Records for the exercise Block Start
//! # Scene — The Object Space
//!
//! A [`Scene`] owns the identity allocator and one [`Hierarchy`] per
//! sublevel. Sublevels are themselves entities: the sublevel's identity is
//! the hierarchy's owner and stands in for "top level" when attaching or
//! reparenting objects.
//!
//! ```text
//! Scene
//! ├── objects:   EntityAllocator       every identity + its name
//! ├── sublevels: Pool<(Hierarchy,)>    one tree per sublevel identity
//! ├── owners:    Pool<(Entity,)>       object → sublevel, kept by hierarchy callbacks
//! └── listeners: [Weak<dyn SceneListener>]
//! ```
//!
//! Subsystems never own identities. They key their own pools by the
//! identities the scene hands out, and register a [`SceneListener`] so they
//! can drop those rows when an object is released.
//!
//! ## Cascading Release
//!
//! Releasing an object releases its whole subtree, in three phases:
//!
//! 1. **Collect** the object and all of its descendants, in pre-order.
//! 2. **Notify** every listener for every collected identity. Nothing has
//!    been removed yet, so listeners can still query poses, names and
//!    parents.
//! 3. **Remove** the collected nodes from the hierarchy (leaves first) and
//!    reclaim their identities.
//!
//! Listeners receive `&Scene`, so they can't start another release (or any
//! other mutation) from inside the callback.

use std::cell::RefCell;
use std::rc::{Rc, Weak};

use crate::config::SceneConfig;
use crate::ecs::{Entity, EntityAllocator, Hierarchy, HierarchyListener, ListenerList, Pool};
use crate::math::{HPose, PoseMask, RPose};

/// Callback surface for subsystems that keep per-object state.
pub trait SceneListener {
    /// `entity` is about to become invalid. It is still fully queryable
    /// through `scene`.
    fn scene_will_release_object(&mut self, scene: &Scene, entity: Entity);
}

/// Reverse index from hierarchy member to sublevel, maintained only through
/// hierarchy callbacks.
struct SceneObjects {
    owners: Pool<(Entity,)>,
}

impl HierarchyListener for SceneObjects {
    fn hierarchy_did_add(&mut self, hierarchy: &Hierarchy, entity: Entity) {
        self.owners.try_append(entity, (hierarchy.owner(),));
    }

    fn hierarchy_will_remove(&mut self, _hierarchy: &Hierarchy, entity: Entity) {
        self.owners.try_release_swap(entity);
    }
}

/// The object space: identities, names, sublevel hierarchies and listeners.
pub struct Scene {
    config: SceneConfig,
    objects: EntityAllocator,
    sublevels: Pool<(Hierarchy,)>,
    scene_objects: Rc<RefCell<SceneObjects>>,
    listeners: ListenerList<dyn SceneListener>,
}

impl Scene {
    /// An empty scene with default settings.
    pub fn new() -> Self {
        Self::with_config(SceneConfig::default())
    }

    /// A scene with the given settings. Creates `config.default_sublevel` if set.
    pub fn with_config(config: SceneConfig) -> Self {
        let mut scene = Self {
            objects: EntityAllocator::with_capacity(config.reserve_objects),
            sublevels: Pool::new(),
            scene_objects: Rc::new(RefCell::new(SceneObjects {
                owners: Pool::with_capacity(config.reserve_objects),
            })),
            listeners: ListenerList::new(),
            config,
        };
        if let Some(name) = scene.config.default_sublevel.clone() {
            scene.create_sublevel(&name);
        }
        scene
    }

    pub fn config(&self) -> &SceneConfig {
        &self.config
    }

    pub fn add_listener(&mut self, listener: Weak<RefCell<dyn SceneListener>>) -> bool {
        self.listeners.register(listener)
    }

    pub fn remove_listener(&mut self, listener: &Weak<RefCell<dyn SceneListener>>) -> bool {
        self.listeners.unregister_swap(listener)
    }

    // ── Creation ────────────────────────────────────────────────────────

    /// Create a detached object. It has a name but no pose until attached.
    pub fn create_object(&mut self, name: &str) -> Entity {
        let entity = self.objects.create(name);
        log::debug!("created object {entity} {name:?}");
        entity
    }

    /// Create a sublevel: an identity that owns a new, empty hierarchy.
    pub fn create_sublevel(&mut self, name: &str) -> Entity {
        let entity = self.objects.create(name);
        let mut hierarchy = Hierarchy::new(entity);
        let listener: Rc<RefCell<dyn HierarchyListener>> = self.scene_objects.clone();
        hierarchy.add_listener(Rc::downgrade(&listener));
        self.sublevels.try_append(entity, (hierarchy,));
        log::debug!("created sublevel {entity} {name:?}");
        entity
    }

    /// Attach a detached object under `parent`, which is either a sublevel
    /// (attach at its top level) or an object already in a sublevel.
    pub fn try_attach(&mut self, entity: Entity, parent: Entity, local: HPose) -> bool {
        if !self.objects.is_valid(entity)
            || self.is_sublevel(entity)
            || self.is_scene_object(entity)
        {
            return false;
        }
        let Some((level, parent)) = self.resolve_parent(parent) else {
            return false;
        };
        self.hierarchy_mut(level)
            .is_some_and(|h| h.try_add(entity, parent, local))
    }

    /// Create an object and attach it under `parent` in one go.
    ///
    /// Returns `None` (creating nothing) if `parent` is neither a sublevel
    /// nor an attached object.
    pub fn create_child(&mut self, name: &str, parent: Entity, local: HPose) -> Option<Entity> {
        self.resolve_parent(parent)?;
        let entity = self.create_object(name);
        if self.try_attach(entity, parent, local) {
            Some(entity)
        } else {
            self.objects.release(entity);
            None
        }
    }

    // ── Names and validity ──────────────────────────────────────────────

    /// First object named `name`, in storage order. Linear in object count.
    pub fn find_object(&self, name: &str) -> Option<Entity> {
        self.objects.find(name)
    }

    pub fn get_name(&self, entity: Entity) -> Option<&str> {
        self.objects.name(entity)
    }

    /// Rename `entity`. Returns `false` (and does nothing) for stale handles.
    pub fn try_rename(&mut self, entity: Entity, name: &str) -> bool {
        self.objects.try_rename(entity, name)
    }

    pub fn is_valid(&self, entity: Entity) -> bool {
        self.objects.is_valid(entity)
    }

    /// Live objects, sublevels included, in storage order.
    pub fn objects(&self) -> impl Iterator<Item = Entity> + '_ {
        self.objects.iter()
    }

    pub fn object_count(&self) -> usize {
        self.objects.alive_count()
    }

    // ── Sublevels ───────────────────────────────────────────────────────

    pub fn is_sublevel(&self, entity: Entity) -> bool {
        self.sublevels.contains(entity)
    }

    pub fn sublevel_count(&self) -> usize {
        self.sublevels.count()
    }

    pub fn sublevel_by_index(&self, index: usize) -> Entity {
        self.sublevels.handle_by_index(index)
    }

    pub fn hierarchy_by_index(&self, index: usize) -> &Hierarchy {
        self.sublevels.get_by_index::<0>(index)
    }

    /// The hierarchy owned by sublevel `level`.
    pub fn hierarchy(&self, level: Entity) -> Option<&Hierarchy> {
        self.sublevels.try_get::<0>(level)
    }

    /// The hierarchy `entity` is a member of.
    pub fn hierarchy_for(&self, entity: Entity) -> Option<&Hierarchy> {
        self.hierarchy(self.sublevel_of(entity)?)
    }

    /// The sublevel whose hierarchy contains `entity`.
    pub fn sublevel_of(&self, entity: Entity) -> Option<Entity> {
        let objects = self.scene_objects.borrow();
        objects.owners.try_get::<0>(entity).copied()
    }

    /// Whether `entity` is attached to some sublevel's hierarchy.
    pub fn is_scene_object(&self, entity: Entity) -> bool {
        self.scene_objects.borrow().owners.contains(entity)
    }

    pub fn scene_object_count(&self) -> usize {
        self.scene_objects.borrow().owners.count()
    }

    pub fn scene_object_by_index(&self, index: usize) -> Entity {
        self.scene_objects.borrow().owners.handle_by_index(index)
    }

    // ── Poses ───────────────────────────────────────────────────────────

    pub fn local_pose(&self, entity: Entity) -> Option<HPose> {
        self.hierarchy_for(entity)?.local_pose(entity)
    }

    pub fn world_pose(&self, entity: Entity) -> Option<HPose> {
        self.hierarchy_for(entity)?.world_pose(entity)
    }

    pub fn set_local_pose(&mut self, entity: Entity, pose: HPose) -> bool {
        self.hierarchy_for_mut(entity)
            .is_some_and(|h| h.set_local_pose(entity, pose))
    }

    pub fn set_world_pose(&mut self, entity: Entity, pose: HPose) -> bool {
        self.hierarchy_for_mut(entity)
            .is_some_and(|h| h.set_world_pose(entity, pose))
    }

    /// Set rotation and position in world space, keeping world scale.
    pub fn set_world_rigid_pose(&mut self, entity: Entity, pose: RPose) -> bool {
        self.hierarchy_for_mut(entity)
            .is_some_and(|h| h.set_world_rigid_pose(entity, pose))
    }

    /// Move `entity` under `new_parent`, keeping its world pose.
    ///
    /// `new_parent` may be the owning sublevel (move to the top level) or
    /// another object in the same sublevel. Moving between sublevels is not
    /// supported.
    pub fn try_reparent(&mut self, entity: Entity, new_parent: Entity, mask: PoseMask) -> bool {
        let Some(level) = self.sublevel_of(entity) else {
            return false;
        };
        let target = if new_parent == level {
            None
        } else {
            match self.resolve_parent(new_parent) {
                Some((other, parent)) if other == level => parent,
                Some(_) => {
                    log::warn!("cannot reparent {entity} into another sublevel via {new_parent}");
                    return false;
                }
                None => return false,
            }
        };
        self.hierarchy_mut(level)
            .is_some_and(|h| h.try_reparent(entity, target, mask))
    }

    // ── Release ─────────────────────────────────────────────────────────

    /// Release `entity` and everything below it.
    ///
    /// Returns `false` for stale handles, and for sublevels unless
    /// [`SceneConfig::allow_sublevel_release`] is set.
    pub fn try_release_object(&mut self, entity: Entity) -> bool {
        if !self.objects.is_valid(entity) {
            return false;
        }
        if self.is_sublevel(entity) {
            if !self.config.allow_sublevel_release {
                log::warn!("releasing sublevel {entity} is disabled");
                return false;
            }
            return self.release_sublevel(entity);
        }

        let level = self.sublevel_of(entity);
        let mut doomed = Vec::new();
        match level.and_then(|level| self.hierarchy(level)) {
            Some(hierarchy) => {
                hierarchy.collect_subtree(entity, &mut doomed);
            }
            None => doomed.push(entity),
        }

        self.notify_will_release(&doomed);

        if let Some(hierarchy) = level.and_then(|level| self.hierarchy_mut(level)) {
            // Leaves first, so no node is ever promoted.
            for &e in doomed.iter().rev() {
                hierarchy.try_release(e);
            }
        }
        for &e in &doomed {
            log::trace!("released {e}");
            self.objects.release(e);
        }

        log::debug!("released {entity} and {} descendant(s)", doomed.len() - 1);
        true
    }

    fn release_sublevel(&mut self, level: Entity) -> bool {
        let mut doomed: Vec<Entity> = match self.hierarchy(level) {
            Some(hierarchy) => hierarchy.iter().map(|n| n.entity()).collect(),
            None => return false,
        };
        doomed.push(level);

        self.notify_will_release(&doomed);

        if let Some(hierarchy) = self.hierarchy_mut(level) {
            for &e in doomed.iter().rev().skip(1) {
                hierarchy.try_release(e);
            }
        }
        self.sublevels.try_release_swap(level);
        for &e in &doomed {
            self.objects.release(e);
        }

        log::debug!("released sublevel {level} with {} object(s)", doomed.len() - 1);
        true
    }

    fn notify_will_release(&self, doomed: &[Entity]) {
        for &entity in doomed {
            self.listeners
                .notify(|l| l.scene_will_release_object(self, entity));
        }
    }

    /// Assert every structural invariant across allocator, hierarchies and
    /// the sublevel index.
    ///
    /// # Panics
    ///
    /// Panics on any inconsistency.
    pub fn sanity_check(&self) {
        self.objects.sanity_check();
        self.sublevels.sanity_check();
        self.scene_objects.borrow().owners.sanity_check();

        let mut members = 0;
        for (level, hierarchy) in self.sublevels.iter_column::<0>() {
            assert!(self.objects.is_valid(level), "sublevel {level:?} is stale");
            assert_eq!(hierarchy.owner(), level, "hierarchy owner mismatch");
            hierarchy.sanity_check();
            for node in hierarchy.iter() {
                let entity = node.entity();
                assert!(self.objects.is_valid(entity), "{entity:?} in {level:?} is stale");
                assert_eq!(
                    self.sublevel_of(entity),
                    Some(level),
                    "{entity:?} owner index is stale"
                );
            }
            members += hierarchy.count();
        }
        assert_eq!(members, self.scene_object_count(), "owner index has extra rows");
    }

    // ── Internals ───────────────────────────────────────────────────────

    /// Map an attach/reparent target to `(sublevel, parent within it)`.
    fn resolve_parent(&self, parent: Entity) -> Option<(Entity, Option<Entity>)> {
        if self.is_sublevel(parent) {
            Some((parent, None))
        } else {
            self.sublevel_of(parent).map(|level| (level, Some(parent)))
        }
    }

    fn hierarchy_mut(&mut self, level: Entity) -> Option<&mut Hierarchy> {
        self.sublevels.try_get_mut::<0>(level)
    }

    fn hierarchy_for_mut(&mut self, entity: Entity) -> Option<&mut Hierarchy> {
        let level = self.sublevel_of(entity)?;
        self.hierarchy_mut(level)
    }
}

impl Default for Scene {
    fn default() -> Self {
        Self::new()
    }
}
Records for the exercise Block End
> [Task prompt]
From the listing above, copy every line that holds the string "stale".

> [Solved problem]
    /// Rename `entity`. Returns `false` (and does nothing) for stale handles.
    /// Returns `false` for stale handles, and for sublevels unless
            assert!(self.objects.is_valid(level), "sublevel {level:?} is stale");
                assert!(self.objects.is_valid(entity), "{entity:?} in {level:?} is stale");
                    "{entity:?} owner index is stale"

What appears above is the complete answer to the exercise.